> **Task goal**: Please repeat exactly the lines below from the one containing "in this constitution" down to the one containing "as a UI hint", both included, and nothing else.

(Stored items)

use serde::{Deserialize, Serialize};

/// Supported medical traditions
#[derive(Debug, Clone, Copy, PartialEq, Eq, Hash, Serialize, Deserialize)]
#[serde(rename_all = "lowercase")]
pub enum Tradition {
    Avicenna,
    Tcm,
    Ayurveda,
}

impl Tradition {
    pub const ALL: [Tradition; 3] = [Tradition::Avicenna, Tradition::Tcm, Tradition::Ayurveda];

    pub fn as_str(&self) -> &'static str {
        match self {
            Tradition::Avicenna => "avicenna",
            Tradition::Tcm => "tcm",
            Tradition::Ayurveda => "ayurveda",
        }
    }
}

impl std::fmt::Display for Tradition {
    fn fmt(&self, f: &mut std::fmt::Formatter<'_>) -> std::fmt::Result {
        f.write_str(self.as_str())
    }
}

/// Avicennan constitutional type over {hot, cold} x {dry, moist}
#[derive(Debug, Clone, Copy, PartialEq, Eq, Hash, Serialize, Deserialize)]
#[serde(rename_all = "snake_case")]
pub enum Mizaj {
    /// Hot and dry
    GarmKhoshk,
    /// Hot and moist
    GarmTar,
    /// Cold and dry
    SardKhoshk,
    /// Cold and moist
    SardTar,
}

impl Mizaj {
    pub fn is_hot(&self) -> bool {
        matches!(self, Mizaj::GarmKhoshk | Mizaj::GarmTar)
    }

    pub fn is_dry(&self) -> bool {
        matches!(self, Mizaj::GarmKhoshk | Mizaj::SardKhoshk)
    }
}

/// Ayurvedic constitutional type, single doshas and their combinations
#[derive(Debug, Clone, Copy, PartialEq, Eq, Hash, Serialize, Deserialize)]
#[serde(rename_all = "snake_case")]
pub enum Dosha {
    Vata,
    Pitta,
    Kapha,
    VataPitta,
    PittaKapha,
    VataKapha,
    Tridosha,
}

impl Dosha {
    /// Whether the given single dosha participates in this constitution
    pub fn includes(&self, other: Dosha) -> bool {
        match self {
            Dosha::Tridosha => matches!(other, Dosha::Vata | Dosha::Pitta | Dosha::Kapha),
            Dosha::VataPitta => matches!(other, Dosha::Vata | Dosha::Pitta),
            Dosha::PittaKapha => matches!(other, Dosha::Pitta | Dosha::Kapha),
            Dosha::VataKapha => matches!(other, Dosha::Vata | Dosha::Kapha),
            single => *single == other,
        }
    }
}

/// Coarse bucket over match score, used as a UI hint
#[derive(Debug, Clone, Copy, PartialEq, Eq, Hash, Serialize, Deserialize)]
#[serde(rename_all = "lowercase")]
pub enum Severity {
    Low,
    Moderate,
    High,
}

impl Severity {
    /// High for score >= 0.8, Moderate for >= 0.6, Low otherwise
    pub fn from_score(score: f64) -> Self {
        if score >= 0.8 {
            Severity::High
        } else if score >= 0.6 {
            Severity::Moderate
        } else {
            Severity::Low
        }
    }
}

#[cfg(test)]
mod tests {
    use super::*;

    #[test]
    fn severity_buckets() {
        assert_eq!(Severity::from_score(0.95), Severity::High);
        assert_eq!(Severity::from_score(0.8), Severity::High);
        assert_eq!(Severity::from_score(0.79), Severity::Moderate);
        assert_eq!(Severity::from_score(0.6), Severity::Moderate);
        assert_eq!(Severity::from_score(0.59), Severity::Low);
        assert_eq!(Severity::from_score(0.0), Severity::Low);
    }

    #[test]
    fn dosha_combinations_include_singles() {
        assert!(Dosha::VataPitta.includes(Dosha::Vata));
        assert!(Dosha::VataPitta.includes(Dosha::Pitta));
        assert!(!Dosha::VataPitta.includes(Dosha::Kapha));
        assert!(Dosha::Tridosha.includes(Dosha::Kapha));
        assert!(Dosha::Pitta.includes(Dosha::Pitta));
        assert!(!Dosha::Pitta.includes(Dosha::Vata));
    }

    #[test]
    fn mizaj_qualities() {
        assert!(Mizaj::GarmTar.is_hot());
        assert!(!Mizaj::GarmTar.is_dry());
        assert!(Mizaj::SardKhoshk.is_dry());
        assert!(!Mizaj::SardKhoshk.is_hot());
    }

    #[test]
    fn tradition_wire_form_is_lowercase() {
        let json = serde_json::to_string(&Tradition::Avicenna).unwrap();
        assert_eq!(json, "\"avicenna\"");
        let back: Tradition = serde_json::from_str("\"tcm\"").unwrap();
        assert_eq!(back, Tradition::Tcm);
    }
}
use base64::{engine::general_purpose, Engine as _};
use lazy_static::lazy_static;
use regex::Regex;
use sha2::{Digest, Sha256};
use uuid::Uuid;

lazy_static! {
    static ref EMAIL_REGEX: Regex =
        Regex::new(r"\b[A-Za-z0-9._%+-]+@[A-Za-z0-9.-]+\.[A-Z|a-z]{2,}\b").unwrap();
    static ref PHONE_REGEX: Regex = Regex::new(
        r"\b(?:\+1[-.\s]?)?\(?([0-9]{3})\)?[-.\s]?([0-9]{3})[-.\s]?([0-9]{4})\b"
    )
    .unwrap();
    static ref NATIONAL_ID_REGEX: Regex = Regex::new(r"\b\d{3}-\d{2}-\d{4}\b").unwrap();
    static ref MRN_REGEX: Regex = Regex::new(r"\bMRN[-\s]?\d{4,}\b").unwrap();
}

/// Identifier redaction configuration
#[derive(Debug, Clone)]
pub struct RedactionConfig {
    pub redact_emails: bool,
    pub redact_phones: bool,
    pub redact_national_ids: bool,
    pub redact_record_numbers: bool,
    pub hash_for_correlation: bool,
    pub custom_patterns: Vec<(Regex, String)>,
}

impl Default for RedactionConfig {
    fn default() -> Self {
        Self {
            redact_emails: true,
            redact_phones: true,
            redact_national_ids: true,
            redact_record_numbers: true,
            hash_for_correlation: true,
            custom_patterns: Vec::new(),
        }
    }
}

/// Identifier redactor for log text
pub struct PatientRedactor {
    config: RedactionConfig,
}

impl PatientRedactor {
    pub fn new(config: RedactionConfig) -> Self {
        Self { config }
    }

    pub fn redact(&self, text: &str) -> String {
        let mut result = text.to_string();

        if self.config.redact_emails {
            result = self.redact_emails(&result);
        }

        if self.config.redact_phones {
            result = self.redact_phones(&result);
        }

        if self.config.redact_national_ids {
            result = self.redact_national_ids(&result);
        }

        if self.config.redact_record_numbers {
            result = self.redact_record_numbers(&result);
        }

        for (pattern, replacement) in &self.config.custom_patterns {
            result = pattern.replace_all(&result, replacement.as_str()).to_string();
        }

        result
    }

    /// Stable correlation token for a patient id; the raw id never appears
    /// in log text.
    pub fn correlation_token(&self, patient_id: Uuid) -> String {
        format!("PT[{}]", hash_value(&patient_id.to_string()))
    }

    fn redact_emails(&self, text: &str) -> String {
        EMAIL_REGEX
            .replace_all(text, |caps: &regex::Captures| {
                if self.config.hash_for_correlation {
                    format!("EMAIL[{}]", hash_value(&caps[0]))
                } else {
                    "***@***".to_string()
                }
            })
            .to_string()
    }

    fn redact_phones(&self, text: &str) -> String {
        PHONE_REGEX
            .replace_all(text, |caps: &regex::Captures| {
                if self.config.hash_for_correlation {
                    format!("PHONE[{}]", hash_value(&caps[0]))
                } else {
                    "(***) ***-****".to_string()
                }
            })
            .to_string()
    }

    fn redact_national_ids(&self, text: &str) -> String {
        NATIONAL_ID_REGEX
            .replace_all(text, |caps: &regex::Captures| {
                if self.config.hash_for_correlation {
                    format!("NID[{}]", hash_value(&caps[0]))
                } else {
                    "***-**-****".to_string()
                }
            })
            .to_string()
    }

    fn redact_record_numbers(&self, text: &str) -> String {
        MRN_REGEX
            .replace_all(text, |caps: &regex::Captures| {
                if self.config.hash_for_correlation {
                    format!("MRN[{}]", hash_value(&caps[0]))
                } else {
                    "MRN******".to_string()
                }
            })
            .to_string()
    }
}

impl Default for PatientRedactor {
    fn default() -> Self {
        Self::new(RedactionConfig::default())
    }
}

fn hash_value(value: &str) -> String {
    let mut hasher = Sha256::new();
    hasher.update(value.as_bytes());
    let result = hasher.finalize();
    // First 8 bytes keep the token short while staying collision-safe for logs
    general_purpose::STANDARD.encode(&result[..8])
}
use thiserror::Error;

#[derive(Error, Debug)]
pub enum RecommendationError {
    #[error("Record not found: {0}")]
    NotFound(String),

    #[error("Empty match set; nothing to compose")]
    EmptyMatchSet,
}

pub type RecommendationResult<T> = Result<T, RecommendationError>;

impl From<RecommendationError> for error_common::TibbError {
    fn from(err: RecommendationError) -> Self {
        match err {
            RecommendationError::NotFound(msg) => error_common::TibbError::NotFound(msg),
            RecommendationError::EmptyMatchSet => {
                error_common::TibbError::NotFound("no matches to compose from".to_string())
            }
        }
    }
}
--
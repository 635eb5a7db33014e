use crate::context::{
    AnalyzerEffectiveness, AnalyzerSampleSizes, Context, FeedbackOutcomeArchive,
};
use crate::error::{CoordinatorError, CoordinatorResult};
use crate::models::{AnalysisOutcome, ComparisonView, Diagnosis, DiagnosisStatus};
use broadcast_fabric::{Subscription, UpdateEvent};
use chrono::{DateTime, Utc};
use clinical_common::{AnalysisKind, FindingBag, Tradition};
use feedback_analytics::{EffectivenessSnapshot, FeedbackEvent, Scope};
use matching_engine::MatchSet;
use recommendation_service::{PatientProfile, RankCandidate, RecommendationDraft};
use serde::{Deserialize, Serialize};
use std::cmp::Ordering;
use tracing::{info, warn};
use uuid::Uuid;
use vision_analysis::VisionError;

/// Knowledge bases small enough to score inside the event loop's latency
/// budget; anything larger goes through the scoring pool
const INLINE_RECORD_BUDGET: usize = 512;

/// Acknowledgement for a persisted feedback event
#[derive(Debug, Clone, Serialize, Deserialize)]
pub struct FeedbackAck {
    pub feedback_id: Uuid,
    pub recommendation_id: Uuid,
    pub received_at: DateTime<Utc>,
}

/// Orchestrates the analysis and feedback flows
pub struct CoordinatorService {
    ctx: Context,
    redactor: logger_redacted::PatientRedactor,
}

> **Worked solution**:
    /// Whether the given single dosha participates in this constitution
    pub fn includes(&self, other: Dosha) -> bool {
        match self {
            Dosha::Tridosha => matches!(other, Dosha::Vata | Dosha::Pitta | Dosha::Kapha),
            Dosha::VataPitta => matches!(other, Dosha::Vata | Dosha::Pitta),
            Dosha::PittaKapha => matches!(other, Dosha::Pitta | Dosha::Kapha),
            Dosha::VataKapha => matches!(other, Dosha::Vata | Dosha::Kapha),
            single => *single == other,
        }
    }
}

/// Coarse bucket over match score, used as a UI hint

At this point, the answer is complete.